# [PROBLEM]
Print the first line of the data below and every one after it, through the line containing "per pixel of", exactly as written.

# [RECORDS FOR THIS EXERCISE]

---*---

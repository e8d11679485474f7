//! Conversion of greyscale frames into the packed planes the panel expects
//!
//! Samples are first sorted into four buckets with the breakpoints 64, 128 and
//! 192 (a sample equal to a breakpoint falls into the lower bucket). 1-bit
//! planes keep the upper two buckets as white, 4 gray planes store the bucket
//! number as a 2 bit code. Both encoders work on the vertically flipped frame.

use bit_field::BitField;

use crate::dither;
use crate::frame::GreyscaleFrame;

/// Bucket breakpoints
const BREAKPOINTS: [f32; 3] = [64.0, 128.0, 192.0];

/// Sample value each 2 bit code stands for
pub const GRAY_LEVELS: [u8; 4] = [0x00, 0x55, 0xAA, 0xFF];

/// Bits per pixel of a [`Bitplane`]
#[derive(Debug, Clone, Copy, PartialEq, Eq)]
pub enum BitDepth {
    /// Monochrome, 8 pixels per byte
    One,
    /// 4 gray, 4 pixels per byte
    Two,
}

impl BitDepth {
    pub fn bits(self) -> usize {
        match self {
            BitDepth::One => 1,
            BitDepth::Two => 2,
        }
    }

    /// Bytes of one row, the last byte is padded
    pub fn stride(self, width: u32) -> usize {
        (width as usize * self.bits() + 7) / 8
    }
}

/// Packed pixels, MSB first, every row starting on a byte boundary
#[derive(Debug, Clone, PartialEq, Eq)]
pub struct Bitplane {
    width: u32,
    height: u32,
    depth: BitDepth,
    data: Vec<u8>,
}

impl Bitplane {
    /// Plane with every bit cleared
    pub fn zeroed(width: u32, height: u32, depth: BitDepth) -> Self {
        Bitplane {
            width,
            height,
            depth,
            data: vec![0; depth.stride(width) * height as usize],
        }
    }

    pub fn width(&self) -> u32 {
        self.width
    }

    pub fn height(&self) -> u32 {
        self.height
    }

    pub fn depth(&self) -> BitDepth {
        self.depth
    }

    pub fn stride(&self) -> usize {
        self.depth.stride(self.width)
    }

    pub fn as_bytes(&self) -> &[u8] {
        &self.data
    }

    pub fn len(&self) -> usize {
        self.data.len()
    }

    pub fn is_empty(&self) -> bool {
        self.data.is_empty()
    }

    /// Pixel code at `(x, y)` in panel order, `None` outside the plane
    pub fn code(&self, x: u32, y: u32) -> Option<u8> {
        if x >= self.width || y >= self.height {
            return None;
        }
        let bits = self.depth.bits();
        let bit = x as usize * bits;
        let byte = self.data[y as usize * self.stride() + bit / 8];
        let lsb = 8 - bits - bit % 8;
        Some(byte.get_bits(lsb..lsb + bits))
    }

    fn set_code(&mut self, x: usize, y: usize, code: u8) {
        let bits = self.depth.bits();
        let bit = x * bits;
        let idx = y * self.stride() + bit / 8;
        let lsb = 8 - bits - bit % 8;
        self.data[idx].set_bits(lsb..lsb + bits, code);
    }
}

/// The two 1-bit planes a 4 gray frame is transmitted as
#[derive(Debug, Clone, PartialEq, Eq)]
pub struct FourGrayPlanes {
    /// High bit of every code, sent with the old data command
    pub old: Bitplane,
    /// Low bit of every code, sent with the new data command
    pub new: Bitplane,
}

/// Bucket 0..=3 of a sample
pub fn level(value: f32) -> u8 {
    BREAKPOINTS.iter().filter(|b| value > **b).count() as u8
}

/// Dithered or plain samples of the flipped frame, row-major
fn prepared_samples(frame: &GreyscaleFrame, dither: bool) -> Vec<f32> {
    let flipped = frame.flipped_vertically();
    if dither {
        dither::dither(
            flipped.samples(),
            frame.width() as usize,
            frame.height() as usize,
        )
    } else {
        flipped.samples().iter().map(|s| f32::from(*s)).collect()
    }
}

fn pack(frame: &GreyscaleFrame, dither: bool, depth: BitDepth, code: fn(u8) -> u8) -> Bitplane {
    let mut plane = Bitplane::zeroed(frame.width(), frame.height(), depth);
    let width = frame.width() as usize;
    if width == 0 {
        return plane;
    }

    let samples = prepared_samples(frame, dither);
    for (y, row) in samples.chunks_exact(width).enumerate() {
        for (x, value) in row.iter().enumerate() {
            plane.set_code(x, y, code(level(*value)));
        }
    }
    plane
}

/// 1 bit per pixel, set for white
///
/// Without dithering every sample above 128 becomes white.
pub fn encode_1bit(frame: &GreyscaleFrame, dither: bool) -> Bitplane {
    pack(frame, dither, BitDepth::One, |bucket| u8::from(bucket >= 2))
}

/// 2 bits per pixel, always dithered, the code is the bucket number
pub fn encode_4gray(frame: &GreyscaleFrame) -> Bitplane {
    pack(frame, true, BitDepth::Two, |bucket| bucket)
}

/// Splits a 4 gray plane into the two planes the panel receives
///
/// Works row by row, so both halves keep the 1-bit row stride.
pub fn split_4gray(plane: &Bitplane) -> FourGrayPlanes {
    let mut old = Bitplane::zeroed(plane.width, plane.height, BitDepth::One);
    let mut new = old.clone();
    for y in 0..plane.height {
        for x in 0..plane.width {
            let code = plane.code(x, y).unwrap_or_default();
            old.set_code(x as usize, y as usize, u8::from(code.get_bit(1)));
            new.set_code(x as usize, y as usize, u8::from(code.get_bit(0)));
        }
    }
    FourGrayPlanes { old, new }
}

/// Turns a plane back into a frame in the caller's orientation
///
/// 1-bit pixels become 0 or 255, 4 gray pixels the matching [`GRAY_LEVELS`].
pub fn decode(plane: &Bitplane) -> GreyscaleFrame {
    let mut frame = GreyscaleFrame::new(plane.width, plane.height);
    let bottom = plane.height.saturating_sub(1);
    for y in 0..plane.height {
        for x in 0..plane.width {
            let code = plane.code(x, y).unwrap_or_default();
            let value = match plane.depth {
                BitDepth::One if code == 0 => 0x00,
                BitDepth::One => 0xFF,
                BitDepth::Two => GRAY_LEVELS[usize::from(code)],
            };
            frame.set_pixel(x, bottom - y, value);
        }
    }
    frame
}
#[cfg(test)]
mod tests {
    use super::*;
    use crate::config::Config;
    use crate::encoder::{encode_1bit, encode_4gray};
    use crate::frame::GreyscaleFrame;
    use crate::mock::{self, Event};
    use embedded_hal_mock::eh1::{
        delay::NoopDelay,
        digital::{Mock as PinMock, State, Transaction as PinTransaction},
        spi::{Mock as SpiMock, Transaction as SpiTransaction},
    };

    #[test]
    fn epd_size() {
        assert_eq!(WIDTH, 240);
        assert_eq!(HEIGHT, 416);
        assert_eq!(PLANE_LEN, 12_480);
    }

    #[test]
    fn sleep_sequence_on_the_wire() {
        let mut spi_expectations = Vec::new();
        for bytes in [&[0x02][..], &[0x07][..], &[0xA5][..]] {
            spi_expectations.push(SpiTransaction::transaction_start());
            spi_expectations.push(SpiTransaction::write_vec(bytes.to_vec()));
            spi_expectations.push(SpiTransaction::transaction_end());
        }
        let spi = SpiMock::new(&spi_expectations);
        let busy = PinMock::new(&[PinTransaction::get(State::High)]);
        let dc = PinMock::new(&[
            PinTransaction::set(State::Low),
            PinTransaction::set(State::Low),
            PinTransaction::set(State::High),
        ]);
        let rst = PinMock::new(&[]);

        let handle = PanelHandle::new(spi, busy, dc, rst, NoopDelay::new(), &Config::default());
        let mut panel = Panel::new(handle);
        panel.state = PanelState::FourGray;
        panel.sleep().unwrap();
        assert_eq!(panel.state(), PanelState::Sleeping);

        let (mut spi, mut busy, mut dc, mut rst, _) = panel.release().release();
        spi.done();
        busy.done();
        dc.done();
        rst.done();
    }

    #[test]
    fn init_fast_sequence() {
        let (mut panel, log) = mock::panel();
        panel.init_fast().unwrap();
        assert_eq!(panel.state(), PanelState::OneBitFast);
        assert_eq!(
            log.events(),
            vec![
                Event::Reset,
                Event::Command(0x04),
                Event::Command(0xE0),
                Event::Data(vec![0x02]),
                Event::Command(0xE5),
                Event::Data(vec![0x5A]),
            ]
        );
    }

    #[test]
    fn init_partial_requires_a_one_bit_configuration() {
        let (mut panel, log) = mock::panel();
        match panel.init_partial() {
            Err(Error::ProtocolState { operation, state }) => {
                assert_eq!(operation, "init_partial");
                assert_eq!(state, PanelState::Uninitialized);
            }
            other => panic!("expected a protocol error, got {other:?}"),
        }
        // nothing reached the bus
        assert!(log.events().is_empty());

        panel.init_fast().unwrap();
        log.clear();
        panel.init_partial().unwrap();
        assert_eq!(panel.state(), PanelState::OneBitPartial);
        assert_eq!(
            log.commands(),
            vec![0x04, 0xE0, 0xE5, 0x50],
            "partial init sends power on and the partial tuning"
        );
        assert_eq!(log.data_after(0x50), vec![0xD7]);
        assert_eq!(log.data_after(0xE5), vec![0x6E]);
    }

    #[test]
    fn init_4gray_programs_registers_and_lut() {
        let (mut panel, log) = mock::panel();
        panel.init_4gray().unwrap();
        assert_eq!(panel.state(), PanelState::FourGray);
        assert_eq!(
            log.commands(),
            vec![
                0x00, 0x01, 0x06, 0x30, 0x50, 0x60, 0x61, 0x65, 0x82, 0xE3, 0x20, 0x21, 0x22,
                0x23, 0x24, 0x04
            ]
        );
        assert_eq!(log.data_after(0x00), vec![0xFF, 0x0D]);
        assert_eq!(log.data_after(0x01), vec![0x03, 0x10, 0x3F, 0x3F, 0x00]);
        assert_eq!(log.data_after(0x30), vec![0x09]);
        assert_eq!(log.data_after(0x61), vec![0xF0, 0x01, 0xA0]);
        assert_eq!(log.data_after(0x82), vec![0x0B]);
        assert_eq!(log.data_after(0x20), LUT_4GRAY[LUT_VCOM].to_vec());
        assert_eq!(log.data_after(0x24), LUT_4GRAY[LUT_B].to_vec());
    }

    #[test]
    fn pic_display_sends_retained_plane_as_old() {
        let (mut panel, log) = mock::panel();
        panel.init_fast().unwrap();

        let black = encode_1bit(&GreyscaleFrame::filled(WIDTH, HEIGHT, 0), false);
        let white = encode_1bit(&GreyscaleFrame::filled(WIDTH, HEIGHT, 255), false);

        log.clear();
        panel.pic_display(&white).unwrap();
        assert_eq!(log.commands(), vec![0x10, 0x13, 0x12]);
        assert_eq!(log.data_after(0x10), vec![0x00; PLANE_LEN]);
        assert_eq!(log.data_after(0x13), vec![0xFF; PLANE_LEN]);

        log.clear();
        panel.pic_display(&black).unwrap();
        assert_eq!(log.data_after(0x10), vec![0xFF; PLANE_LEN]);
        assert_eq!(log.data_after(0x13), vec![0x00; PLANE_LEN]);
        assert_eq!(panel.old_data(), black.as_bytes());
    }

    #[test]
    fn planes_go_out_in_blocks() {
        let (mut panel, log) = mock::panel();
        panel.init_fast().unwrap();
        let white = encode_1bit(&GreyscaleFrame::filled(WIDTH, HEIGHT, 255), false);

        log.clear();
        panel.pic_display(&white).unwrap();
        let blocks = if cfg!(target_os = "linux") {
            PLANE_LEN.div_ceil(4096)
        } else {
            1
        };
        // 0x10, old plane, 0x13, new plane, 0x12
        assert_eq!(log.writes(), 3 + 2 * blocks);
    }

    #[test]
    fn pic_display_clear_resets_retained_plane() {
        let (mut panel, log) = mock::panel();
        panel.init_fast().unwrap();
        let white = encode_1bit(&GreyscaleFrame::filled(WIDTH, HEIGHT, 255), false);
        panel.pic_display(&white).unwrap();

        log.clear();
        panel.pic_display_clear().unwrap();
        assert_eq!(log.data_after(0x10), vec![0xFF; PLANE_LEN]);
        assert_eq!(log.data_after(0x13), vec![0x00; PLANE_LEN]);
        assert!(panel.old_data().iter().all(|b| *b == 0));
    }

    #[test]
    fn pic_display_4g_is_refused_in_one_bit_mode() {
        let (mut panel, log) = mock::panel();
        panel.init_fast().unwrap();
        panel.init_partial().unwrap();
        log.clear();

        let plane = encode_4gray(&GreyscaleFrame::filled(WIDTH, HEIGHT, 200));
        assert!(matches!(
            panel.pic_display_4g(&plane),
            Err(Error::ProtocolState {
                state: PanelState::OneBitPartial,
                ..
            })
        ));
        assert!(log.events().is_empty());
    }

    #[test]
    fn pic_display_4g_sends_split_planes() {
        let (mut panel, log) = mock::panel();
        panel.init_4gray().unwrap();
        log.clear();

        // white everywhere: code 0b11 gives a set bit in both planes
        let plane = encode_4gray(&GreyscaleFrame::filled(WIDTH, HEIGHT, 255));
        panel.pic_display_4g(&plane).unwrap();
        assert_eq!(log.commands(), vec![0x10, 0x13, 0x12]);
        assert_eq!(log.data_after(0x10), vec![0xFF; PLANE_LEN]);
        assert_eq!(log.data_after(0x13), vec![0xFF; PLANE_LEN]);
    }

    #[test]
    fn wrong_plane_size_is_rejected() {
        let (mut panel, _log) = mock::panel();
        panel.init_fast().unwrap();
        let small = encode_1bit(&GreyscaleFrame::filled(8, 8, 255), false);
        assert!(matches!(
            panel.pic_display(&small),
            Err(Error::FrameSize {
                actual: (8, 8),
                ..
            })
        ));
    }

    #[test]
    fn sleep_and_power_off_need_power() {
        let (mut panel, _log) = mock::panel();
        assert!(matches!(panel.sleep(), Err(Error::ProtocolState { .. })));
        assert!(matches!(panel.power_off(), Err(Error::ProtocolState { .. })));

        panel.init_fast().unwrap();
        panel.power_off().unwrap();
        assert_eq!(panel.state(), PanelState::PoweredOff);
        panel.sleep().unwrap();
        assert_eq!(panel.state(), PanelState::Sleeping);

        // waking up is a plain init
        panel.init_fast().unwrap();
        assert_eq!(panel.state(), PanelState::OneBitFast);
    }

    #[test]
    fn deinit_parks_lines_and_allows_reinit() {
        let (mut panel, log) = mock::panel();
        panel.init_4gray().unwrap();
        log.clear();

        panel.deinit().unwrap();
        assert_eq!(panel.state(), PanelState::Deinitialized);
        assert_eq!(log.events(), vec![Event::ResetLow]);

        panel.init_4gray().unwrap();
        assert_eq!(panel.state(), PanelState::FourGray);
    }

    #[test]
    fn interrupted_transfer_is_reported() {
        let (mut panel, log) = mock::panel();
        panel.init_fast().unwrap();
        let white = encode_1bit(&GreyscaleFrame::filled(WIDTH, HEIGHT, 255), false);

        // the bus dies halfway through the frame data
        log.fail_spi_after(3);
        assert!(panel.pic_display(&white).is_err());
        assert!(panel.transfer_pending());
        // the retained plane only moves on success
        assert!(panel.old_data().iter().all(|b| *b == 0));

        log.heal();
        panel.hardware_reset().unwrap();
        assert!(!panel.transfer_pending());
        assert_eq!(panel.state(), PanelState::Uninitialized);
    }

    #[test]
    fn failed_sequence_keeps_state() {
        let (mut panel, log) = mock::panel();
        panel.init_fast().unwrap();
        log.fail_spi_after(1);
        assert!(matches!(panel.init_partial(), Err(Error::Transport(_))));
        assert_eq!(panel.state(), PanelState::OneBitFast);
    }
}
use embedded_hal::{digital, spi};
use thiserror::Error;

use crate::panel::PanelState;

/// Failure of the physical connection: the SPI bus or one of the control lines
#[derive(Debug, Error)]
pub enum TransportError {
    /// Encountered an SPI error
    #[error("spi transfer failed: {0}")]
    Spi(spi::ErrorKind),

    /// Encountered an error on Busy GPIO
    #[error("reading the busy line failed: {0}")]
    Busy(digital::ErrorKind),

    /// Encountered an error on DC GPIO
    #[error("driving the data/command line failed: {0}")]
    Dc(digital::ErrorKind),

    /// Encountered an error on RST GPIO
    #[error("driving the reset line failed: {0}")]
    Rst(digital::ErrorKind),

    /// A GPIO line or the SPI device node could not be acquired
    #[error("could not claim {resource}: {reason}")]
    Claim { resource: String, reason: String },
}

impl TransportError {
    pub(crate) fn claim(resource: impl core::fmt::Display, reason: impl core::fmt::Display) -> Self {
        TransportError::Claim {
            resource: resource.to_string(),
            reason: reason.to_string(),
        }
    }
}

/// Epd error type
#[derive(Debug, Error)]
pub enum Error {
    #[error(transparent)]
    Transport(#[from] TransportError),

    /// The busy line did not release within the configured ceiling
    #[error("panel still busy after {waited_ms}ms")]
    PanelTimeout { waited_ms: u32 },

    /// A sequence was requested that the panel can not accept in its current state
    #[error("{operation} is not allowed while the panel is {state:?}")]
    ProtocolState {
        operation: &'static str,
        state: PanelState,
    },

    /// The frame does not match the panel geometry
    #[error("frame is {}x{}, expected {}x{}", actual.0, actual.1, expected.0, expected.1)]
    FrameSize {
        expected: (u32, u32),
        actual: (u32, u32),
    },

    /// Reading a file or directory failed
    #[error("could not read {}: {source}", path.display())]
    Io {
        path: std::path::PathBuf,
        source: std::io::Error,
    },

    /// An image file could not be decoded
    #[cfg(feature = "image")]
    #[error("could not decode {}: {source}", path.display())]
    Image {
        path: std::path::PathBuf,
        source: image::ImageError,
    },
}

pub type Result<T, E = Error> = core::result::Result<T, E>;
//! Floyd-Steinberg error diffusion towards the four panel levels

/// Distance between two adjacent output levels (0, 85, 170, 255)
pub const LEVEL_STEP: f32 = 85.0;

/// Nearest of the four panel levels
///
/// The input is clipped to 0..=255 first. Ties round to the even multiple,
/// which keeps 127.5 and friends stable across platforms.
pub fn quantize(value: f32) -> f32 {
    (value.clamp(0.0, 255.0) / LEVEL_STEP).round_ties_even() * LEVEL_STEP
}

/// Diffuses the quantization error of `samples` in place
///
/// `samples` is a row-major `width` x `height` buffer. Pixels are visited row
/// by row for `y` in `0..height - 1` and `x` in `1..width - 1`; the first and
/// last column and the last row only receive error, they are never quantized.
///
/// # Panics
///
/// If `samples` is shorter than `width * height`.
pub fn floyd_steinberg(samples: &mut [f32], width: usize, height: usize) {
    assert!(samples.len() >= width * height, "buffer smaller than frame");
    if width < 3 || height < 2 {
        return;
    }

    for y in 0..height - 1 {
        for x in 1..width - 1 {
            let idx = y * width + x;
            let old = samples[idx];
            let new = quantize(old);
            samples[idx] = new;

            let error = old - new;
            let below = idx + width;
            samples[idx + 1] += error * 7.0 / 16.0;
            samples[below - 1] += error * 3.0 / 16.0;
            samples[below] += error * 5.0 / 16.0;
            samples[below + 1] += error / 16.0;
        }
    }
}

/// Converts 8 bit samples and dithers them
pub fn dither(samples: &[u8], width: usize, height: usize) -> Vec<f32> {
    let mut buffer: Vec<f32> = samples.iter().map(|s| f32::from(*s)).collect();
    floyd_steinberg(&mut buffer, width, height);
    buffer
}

---*---

# [RESPONSE]
repository e8d11679485474f7
//! Conversion of greyscale frames into the packed planes the panel expects
//!
//! Samples are first sorted into four buckets with the breakpoints 64, 128 and
//! 192 (a sample equal to a breakpoint falls into the lower bucket). 1-bit
//! planes keep the upper two buckets as white, 4 gray planes store the bucket
//! number as a 2 bit code. Both encoders work on the vertically flipped frame.

use bit_field::BitField;

use crate::dither;
use crate::frame::GreyscaleFrame;

/// Bucket breakpoints
const BREAKPOINTS: [f32; 3] = [64.0, 128.0, 192.0];

/// Sample value each 2 bit code stands for
pub const GRAY_LEVELS: [u8; 4] = [0x00, 0x55, 0xAA, 0xFF];

/// Bits per pixel of a [`Bitplane`]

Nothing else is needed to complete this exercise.